Task details:
In the data, find each line where the word "description" appears and list that line.

Information:
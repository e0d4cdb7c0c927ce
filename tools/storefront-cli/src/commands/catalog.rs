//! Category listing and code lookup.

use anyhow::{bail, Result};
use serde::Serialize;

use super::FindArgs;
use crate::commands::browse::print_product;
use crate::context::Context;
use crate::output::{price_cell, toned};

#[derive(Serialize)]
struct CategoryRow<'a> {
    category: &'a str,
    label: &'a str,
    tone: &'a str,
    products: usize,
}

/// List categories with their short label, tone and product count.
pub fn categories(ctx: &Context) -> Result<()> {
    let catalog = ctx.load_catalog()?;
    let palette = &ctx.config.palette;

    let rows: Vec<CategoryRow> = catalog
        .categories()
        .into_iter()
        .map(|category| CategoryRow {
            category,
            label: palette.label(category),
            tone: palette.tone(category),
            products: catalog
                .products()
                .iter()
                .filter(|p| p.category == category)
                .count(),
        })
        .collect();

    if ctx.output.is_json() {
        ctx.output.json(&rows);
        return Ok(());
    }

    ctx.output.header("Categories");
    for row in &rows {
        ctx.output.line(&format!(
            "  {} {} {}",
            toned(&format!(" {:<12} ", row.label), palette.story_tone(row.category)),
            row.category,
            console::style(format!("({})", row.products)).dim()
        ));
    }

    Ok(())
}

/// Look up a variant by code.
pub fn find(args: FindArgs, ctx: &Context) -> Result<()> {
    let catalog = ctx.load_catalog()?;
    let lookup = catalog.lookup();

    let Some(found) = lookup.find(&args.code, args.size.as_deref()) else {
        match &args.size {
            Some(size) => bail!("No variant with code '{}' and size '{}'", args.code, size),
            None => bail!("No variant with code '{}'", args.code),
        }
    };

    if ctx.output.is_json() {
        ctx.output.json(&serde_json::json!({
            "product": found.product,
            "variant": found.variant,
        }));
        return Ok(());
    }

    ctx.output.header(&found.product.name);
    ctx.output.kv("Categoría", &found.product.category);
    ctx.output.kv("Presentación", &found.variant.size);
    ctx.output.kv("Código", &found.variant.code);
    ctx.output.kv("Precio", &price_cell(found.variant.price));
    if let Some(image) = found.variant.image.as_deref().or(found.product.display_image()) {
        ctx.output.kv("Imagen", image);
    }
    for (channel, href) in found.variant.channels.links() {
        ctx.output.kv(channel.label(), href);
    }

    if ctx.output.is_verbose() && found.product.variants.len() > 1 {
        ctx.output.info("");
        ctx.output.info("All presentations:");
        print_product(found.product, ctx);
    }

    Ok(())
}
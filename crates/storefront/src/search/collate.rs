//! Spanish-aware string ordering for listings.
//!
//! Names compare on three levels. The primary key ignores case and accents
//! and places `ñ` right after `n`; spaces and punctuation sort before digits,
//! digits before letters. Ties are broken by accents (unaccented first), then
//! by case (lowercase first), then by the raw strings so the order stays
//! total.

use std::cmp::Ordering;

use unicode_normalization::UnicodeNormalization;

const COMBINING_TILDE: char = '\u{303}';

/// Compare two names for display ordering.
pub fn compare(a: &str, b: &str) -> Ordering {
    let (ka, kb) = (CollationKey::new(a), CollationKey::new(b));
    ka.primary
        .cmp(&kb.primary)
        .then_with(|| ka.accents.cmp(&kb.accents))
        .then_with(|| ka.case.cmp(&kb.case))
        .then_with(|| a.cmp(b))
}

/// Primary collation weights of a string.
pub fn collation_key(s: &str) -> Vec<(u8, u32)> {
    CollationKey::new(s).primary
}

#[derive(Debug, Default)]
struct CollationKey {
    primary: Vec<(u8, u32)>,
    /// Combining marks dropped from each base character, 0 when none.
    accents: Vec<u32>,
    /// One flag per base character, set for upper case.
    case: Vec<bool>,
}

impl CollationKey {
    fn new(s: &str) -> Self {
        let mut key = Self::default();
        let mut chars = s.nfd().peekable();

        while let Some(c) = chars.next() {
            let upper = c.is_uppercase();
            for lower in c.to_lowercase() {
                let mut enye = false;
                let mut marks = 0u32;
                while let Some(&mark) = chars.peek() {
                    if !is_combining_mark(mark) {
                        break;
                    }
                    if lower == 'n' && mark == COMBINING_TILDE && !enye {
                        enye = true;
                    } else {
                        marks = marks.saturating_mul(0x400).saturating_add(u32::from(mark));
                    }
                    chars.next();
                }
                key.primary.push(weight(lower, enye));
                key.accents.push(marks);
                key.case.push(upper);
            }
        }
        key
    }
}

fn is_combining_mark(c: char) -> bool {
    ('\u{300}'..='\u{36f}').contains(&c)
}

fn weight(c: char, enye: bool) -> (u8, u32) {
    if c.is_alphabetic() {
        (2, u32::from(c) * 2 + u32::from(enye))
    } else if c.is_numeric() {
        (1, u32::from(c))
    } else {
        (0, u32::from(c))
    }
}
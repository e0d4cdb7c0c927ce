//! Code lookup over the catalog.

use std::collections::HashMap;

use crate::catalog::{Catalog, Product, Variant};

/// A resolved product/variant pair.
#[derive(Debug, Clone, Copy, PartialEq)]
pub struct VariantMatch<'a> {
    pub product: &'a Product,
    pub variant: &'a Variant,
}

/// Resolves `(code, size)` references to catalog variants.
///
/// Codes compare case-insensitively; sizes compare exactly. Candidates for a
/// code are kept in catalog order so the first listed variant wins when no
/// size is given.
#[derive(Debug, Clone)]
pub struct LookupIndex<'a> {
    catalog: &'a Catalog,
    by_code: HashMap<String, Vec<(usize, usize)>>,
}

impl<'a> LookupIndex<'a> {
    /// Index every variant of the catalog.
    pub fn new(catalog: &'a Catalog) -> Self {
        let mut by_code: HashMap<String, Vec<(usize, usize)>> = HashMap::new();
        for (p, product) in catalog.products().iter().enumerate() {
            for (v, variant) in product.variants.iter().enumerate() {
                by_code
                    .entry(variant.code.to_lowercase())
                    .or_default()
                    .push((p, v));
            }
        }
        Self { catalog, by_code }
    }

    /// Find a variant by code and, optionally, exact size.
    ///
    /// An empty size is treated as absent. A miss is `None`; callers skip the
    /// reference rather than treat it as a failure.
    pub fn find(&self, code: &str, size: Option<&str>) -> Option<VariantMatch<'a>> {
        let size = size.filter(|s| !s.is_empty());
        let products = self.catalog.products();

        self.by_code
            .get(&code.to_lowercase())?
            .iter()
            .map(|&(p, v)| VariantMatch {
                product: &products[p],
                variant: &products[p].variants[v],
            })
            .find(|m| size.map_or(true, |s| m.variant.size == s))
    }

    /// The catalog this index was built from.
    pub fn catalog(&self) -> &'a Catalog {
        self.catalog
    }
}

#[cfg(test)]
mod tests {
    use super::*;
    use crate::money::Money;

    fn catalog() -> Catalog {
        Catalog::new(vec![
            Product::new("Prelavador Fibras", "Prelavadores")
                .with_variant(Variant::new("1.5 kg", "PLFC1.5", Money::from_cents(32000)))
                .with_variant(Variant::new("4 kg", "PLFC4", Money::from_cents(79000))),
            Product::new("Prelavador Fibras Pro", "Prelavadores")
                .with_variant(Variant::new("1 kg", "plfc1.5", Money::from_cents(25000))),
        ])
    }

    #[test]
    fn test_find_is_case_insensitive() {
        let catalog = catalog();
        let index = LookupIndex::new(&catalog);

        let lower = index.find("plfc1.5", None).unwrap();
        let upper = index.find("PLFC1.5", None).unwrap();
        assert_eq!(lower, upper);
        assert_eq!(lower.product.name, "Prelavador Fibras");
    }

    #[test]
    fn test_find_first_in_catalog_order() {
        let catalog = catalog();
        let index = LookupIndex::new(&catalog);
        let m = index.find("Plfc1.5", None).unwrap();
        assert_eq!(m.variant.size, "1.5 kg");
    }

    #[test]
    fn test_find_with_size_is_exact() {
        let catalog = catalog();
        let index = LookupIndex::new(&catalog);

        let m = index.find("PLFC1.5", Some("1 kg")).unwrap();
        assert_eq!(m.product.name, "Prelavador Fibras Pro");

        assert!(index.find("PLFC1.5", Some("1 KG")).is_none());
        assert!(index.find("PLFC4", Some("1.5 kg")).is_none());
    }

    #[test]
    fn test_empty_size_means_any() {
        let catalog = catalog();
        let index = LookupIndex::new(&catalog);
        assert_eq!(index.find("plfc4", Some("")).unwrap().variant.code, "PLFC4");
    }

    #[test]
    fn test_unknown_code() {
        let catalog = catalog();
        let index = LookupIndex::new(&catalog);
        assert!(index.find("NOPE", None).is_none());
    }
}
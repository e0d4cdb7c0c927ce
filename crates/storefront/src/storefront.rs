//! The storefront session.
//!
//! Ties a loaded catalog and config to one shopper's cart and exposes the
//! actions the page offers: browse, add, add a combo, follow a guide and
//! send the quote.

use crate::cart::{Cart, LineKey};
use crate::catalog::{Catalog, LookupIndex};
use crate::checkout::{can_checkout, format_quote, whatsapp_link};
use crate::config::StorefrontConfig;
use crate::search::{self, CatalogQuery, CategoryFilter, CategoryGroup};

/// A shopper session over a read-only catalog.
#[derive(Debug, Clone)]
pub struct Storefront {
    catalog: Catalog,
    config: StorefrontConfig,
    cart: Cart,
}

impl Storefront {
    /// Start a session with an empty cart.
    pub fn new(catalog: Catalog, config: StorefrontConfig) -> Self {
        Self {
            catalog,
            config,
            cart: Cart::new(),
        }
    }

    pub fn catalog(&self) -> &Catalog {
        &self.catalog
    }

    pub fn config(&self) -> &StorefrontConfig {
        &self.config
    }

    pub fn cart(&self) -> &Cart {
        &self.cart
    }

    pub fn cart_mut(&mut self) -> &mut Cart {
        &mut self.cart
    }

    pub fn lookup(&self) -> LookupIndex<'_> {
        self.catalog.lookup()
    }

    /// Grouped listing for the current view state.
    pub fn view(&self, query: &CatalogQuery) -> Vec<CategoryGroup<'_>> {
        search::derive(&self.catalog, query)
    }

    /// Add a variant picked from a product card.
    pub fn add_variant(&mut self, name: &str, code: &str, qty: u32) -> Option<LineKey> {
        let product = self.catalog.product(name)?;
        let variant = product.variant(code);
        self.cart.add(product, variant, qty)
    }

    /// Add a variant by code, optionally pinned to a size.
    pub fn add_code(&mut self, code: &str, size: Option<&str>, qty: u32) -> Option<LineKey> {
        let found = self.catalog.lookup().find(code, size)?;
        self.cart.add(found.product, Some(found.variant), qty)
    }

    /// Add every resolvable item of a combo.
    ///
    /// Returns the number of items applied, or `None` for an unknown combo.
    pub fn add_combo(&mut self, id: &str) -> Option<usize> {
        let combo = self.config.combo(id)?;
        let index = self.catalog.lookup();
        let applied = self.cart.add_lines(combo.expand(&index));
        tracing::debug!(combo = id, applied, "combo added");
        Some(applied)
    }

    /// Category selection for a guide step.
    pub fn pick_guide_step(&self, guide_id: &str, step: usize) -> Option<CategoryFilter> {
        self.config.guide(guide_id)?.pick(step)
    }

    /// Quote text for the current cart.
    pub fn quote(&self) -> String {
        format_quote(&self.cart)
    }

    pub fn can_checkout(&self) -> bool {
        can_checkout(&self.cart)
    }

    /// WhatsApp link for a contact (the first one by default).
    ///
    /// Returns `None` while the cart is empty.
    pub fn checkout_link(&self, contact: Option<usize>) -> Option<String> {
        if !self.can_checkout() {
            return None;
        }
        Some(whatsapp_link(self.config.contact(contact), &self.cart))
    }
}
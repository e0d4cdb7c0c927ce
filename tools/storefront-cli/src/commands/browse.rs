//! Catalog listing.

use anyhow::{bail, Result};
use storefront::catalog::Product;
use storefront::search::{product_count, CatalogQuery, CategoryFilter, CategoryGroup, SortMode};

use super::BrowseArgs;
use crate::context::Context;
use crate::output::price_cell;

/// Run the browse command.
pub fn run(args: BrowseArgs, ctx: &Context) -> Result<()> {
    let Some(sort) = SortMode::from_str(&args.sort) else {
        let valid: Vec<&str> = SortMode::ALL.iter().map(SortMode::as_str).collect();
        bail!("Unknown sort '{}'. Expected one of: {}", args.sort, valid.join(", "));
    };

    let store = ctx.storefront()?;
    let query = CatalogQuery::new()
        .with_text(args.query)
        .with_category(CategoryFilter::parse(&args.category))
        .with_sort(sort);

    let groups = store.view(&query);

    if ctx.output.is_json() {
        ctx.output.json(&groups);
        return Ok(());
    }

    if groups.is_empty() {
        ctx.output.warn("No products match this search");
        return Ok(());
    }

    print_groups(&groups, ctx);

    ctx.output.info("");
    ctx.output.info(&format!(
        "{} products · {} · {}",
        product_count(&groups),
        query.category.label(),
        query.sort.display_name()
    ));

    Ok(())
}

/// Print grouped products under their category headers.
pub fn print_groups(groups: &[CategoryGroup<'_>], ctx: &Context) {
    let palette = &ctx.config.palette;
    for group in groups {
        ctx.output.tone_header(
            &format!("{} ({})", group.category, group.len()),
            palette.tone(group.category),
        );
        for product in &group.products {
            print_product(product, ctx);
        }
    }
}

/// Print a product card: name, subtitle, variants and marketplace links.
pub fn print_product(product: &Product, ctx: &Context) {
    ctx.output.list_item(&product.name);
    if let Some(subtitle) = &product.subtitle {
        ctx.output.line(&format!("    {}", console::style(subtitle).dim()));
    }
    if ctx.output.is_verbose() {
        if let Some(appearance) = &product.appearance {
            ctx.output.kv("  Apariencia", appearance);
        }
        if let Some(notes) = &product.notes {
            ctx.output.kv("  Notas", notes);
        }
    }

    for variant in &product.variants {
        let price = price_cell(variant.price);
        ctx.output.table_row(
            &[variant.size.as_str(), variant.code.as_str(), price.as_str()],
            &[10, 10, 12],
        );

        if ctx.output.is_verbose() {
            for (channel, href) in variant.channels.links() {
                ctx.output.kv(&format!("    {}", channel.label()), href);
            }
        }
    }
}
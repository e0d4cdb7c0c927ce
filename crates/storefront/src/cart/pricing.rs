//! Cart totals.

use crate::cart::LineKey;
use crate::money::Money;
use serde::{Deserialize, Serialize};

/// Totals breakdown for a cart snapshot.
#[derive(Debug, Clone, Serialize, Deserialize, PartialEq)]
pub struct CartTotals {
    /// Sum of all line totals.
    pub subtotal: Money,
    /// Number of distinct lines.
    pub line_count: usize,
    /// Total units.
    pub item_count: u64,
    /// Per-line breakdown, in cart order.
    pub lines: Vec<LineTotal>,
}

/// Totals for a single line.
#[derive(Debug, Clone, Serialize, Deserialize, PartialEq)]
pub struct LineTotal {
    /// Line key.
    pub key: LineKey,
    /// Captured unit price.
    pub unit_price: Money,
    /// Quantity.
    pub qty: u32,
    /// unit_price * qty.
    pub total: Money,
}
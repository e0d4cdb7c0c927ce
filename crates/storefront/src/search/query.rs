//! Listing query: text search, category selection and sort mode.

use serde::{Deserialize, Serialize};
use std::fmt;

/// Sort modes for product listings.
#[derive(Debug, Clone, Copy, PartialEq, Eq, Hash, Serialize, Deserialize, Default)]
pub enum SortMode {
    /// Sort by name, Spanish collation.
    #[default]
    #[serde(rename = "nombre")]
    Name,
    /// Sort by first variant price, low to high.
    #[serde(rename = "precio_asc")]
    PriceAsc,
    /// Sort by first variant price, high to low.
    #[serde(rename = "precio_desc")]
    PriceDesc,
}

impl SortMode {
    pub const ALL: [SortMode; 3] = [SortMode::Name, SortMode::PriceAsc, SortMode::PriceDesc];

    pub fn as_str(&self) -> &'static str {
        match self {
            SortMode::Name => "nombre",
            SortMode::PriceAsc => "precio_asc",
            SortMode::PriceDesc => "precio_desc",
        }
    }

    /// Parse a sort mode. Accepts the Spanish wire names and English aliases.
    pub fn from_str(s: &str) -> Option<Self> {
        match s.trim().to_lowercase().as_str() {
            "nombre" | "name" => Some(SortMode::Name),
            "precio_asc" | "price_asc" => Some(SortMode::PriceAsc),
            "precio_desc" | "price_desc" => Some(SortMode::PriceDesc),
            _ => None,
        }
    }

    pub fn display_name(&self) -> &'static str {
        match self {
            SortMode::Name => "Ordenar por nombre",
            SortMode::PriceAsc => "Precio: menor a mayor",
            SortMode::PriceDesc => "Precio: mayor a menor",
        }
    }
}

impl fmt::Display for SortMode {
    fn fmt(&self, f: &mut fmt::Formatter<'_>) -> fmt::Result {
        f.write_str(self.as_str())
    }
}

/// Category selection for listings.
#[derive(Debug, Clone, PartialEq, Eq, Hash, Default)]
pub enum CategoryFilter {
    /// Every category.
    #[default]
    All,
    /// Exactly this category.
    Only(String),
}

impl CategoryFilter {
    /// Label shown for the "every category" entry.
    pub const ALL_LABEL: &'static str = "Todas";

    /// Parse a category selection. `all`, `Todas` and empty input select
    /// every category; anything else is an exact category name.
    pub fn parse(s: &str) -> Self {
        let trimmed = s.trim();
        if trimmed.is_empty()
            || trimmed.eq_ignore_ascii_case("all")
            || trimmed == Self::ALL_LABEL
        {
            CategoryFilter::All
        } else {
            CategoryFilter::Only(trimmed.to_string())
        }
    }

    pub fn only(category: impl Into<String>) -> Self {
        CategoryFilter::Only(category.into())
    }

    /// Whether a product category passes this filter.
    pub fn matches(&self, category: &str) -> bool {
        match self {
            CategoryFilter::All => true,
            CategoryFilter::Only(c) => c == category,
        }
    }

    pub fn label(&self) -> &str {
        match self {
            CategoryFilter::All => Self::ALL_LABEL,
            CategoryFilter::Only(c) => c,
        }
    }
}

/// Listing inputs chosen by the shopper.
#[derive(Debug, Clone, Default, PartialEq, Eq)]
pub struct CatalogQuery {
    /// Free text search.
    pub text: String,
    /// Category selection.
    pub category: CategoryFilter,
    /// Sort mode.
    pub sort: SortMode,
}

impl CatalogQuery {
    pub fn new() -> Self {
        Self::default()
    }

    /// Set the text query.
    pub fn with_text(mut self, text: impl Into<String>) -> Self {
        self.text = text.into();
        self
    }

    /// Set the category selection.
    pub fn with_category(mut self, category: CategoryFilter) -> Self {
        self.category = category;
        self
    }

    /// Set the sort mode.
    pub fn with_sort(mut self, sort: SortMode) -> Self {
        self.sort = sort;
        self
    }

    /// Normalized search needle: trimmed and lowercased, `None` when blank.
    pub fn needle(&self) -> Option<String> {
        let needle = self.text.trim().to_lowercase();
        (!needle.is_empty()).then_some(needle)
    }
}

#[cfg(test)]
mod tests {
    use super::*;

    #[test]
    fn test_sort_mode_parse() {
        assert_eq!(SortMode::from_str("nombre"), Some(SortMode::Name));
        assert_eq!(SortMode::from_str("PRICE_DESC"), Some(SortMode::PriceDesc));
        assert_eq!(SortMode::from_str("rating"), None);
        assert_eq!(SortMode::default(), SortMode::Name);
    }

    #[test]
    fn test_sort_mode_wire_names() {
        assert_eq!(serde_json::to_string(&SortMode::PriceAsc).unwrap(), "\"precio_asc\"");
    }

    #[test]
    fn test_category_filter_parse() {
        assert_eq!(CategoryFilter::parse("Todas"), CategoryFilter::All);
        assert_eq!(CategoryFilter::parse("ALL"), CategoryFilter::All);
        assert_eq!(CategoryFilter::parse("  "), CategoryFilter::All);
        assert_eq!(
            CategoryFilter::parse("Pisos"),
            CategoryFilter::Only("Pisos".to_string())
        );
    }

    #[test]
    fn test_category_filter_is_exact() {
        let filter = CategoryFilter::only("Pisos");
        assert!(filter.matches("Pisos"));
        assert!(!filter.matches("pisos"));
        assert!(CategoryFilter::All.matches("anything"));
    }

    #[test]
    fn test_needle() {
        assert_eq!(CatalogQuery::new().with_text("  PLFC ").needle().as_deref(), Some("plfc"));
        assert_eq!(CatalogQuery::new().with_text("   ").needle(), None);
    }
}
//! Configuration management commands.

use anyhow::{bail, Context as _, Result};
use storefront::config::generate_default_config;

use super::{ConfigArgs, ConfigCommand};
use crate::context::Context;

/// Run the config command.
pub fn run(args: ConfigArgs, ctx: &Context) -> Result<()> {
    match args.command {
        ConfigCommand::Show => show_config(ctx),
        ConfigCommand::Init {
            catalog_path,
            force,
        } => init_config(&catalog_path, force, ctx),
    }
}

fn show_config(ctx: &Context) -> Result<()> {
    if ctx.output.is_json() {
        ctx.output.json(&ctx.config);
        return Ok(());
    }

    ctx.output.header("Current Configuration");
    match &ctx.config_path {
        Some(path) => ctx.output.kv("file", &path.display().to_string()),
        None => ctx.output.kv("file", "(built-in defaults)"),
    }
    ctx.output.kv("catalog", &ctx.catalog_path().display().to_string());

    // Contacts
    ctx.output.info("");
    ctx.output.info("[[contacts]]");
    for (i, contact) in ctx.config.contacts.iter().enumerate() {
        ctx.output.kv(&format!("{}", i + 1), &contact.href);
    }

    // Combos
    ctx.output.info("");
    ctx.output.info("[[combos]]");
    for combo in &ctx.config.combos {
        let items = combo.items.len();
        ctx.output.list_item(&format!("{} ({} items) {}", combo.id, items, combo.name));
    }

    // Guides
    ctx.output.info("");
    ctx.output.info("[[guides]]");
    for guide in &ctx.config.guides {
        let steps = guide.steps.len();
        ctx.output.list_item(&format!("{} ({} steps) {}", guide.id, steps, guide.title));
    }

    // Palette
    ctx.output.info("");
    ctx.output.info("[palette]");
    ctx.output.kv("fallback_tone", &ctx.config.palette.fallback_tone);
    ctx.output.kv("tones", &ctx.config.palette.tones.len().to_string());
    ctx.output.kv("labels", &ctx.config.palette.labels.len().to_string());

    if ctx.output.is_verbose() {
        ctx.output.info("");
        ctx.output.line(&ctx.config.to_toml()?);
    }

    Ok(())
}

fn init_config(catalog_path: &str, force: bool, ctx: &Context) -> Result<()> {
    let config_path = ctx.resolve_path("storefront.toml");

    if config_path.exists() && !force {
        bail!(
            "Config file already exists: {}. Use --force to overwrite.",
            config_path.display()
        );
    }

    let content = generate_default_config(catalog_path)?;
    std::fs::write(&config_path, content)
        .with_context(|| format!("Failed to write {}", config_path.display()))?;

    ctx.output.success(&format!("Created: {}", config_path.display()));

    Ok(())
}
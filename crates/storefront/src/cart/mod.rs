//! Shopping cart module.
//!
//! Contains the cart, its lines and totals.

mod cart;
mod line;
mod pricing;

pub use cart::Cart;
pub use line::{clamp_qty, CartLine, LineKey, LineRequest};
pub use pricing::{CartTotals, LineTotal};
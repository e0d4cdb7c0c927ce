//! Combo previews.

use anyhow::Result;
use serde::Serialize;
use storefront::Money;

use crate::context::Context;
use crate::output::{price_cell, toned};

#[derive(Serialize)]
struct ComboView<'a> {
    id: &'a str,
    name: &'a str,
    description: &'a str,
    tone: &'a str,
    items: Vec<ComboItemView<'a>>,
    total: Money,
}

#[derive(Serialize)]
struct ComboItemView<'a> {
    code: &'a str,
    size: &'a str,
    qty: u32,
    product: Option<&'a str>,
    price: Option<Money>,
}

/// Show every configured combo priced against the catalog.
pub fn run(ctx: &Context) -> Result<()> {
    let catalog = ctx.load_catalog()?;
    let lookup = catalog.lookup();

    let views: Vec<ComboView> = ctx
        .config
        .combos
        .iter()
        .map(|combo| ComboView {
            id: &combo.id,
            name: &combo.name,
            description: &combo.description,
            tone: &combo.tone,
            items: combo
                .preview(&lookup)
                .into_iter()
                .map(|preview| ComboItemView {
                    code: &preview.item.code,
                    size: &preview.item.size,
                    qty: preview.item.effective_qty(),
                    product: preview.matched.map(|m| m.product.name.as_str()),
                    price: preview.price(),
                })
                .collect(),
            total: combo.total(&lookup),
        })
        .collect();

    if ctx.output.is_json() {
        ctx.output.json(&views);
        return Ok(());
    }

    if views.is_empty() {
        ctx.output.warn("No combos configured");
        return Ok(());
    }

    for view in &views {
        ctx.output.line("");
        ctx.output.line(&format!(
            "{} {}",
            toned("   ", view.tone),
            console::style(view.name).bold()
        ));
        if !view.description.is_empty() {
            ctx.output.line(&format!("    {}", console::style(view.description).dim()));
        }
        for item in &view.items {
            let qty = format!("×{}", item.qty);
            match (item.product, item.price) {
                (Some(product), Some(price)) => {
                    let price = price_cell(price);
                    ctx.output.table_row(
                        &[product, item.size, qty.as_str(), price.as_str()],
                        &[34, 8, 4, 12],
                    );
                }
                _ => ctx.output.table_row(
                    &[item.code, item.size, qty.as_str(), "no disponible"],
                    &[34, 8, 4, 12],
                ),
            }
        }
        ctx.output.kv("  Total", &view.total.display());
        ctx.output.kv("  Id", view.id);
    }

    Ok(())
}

Response area:
    description: &'a str,
            description: &combo.description,
        if !view.description.is_empty() {
            ctx.output.line(&format!("    {}", console::style(view.description).dim()));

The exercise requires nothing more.